- **What the task asks**
Return the records below word for word.

- **Materials provided**

use std::sync::Arc;

use anyhow::Result;
use clap::{Parser, Subcommand};
use client_core::{
    settings::normalize_api_base_url, ActionOutcome, ContactManager, HttpContactsApi,
};
use shared::{
    domain::{ContactId, FormField},
    protocol::Contact,
};
use tracing::info;
use tracing_subscriber::EnvFilter;

#[derive(Parser, Debug)]
#[command(name = "contacts", about = "Manage contacts on the remote contact collection")]
struct Args {
    /// Service root; overrides `api_base_url` from contacts.toml and the environment.
    #[arg(long, global = true)]
    api_url: Option<String>,
    /// Print the resulting contact list as JSON.
    #[arg(long, global = true)]
    json: bool,
    #[command(subcommand)]
    command: Command,
}

#[derive(Subcommand, Debug)]
enum Command {
    /// Show the contact list.
    List,
    /// Create a contact.
    Add {
        #[arg(long)]
        name: String,
        #[arg(long)]
        email: String,
        #[arg(long)]
        phone: String,
    },
    /// Edit a loaded contact; omitted fields keep their current value.
    Update {
        #[arg(long)]
        id: String,
        #[arg(long)]
        name: Option<String>,
        #[arg(long)]
        email: Option<String>,
        #[arg(long)]
        phone: Option<String>,
    },
    /// Delete a contact.
    Delete {
        #[arg(long)]
        id: String,
    },
}

fn init_tracing(default_filter: &str) {
    let filter =
        EnvFilter::try_from_default_env().unwrap_or_else(|_| EnvFilter::new(default_filter));
    tracing_subscriber::fmt()
        .with_env_filter(filter)
        .with_writer(std::io::stderr)
        .init();
}

fn report(command: &str, outcome: ActionOutcome) {
    match outcome {
        ActionOutcome::Applied => info!(command, "contacts: done"),
        ActionOutcome::ReconciledAfterFailure => eprintln!(
            "{command}: remote update failed; the local list was updated anyway"
        ),
        ActionOutcome::Failed => eprintln!("{command}: request failed; nothing changed"),
        ActionOutcome::Discarded => eprintln!(
            "{command}: contact created remotely but not added (every field needs more than 3 characters)"
        ),
        ActionOutcome::Superseded => eprintln!("{command}: response arrived too late and was ignored"),
    }
}

/// Finds a loaded id by its printed form, so `7` matches a numeric id and
/// `a1b2` a text one.
fn resolve_id(contacts: &[Contact], raw: &str) -> Option<ContactId> {
    contacts
        .iter()
        .map(|contact| &contact.id)
        .find(|id| id.to_string() == raw)
        .cloned()
}

fn print_contacts(contacts: &[Contact], json: bool) -> Result<()> {
    if json {
        println!("{}", serde_json::to_string_pretty(contacts)?);
        return Ok(());
    }
    for contact in contacts {
        println!(
            "{}: {} - {} - {}",
            contact.id, contact.name, contact.email, contact.phone
        );
    }
    Ok(())
}

#[tokio::main]
async fn main() -> Result<()> {
    let args = Args::parse();
    let mut settings = client_core::load_settings()?;
    if let Some(url) = &args.api_url {
        settings.api_base_url = normalize_api_base_url(url)?;
    }
    init_tracing(&settings.log_filter);
    settings.log_diagnostics();
    info!(api = %settings.api_base_url, "contacts: using remote collection");

    let api = Arc::new(HttpContactsApi::new(settings.api_base_url.clone()));
    let manager = ContactManager::new(api, settings.submit_policy());
    if let Some(outcome) = manager.activate().await {
        report("load", outcome);
    }

    match args.command {
        Command::List => {}
        Command::Add { name, email, phone } => {
            manager.update_field(FormField::Name, name).await;
            manager.update_field(FormField::Email, email).await;
            manager.update_field(FormField::Phone, phone).await;
            let outcome = manager.submit().await?;
            report("add", outcome);
        }
        Command::Update {
            id,
            name,
            email,
            phone,
        } => {
            let state = manager.snapshot().await;
            let Some(contact) = resolve_id(&state.contacts, &id)
                .and_then(|id| state.contact(&id).cloned())
            else {
                eprintln!("update: contact {id} is not in the loaded list; nothing changed");
                return print_contacts(&state.contacts, args.json);
            };
            manager.enter_edit(&contact).await;
            for (field, value) in [
                (FormField::Name, name),
                (FormField::Email, email),
                (FormField::Phone, phone),
            ] {
                if let Some(value) = value {
                    manager.update_field(field, value).await;
                }
            }
            let outcome = manager.submit().await?;
            report("update", outcome);
        }
        Command::Delete { id } => {
            let contacts = manager.snapshot().await.contacts;
            let id = resolve_id(&contacts, &id)
                .unwrap_or_else(|| id.parse::<ContactId>().unwrap_or_else(|never| match never {}));
            let outcome = manager.delete(id).await;
            report("delete", outcome);
        }
    }

    print_contacts(&manager.snapshot().await.contacts, args.json)
}

#[cfg(test)]
mod tests {
    use super::*;

    #[test]
    fn parses_update_with_partial_fields() {
        let args = Args::try_parse_from([
            "contacts", "update", "--id", "3", "--phone", "555-0100", "--json",
        ])
        .expect("parse args");

        assert!(args.json);
        match args.command {
            Command::Update {
                id, name, phone, ..
            } => {
                assert_eq!(id, "3");
                assert_eq!(name, None);
                assert_eq!(phone.as_deref(), Some("555-0100"));
            }
            other => panic!("expected update, got {other:?}"),
        }
    }

    #[test]
    fn resolves_numeric_and_text_ids_by_printed_form() {
        let contacts = vec![
            Contact::new(
                ContactId::from(7),
                "Kurtis Weissnat",
                "Telly.Hoeger@billy.biz",
                "210.067.6132",
            ),
            Contact::new(ContactId::from("a1b2"), "John", "j@x.com", "5551234"),
        ];

        assert_eq!(resolve_id(&contacts, "7"), Some(ContactId::from(7)));
        assert_eq!(resolve_id(&contacts, "a1b2"), Some(ContactId::from("a1b2")));
        assert_eq!(resolve_id(&contacts, "404"), None);
    }

    #[test]
    fn add_requires_all_fields() {
        assert!(Args::try_parse_from(["contacts", "add", "--name", "John"]).is_err());
    }
}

- **Completed exercise**
use std::sync::Arc;

use anyhow::Result;
use clap::{Parser, Subcommand};
use client_core::{
    settings::normalize_api_base_url, ActionOutcome, ContactManager, HttpContactsApi,
};
use shared::{
    domain::{ContactId, FormField},
    protocol::Contact,
};
use tracing::info;
use tracing_subscriber::EnvFilter;

#[derive(Parser, Debug)]
#[command(name = "contacts", about = "Manage contacts on the remote contact collection")]
struct Args {
    /// Service root; overrides `api_base_url` from contacts.toml and the environment.
    #[arg(long, global = true)]
    api_url: Option<String>,
    /// Print the resulting contact list as JSON.
    #[arg(long, global = true)]
    json: bool,
    #[command(subcommand)]
    command: Command,
}

#[derive(Subcommand, Debug)]
enum Command {
    /// Show the contact list.
    List,
    /// Create a contact.
    Add {
        #[arg(long)]
        name: String,
        #[arg(long)]
        email: String,
        #[arg(long)]
        phone: String,
    },
    /// Edit a loaded contact; omitted fields keep their current value.
    Update {
        #[arg(long)]
        id: String,
        #[arg(long)]
        name: Option<String>,
        #[arg(long)]
        email: Option<String>,
        #[arg(long)]
        phone: Option<String>,
    },
    /// Delete a contact.
    Delete {
        #[arg(long)]
        id: String,
    },
}

fn init_tracing(default_filter: &str) {
    let filter =
        EnvFilter::try_from_default_env().unwrap_or_else(|_| EnvFilter::new(default_filter));
    tracing_subscriber::fmt()
        .with_env_filter(filter)
        .with_writer(std::io::stderr)
        .init();
}

fn report(command: &str, outcome: ActionOutcome) {
    match outcome {
        ActionOutcome::Applied => info!(command, "contacts: done"),
        ActionOutcome::ReconciledAfterFailure => eprintln!(
            "{command}: remote update failed; the local list was updated anyway"
        ),
        ActionOutcome::Failed => eprintln!("{command}: request failed; nothing changed"),
        ActionOutcome::Discarded => eprintln!(
            "{command}: contact created remotely but not added (every field needs more than 3 characters)"
        ),
        ActionOutcome::Superseded => eprintln!("{command}: response arrived too late and was ignored"),
    }
}

/// Finds a loaded id by its printed form, so `7` matches a numeric id and
/// `a1b2` a text one.
fn resolve_id(contacts: &[Contact], raw: &str) -> Option<ContactId> {
    contacts
        .iter()
        .map(|contact| &contact.id)
        .find(|id| id.to_string() == raw)
        .cloned()
}

fn print_contacts(contacts: &[Contact], json: bool) -> Result<()> {
    if json {
        println!("{}", serde_json::to_string_pretty(contacts)?);
        return Ok(());
    }
    for contact in contacts {
        println!(
            "{}: {} - {} - {}",
            contact.id, contact.name, contact.email, contact.phone
        );
    }
    Ok(())
}

#[tokio::main]
async fn main() -> Result<()> {
    let args = Args::parse();
    let mut settings = client_core::load_settings()?;
    if let Some(url) = &args.api_url {
        settings.api_base_url = normalize_api_base_url(url)?;
    }
    init_tracing(&settings.log_filter);
    settings.log_diagnostics();
    info!(api = %settings.api_base_url, "contacts: using remote collection");

    let api = Arc::new(HttpContactsApi::new(settings.api_base_url.clone()));
    let manager = ContactManager::new(api, settings.submit_policy());
    if let Some(outcome) = manager.activate().await {
        report("load", outcome);
    }

    match args.command {
        Command::List => {}
        Command::Add { name, email, phone } => {
            manager.update_field(FormField::Name, name).await;
            manager.update_field(FormField::Email, email).await;
            manager.update_field(FormField::Phone, phone).await;
            let outcome = manager.submit().await?;
            report("add", outcome);
        }
        Command::Update {
            id,
            name,
            email,
            phone,
        } => {
            let state = manager.snapshot().await;
            let Some(contact) = resolve_id(&state.contacts, &id)
                .and_then(|id| state.contact(&id).cloned())
            else {
                eprintln!("update: contact {id} is not in the loaded list; nothing changed");
                return print_contacts(&state.contacts, args.json);
            };
            manager.enter_edit(&contact).await;
            for (field, value) in [
                (FormField::Name, name),
                (FormField::Email, email),
                (FormField::Phone, phone),
            ] {
                if let Some(value) = value {
                    manager.update_field(field, value).await;
                }
            }
            let outcome = manager.submit().await?;
            report("update", outcome);
        }
        Command::Delete { id } => {
            let contacts = manager.snapshot().await.contacts;
            let id = resolve_id(&contacts, &id)
                .unwrap_or_else(|| id.parse::<ContactId>().unwrap_or_else(|never| match never {}));
            let outcome = manager.delete(id).await;
            report("delete", outcome);
        }
    }

    print_contacts(&manager.snapshot().await.contacts, args.json)
}

#[cfg(test)]
mod tests {
    use super::*;

    #[test]
    fn parses_update_with_partial_fields() {
        let args = Args::try_parse_from([
            "contacts", "update", "--id", "3", "--phone", "555-0100", "--json",
        ])
        .expect("parse args");

        assert!(args.json);
        match args.command {
            Command::Update {
                id, name, phone, ..
            } => {
                assert_eq!(id, "3");
                assert_eq!(name, None);
                assert_eq!(phone.as_deref(), Some("555-0100"));
            }
            other => panic!("expected update, got {other:?}"),
        }
    }

    #[test]
    fn resolves_numeric_and_text_ids_by_printed_form() {
        let contacts = vec![
            Contact::new(
                ContactId::from(7),
                "Kurtis Weissnat",
                "Telly.Hoeger@billy.biz",
                "210.067.6132",
            ),
            Contact::new(ContactId::from("a1b2"), "John", "j@x.com", "5551234"),
        ];

        assert_eq!(resolve_id(&contacts, "7"), Some(ContactId::from(7)));
        assert_eq!(resolve_id(&contacts, "a1b2"), Some(ContactId::from("a1b2")));
        assert_eq!(resolve_id(&contacts, "404"), None);
    }

    #[test]
    fn add_requires_all_fields() {
        assert!(Args::try_parse_from(["contacts", "add", "--name", "John"]).is_err());
    }
}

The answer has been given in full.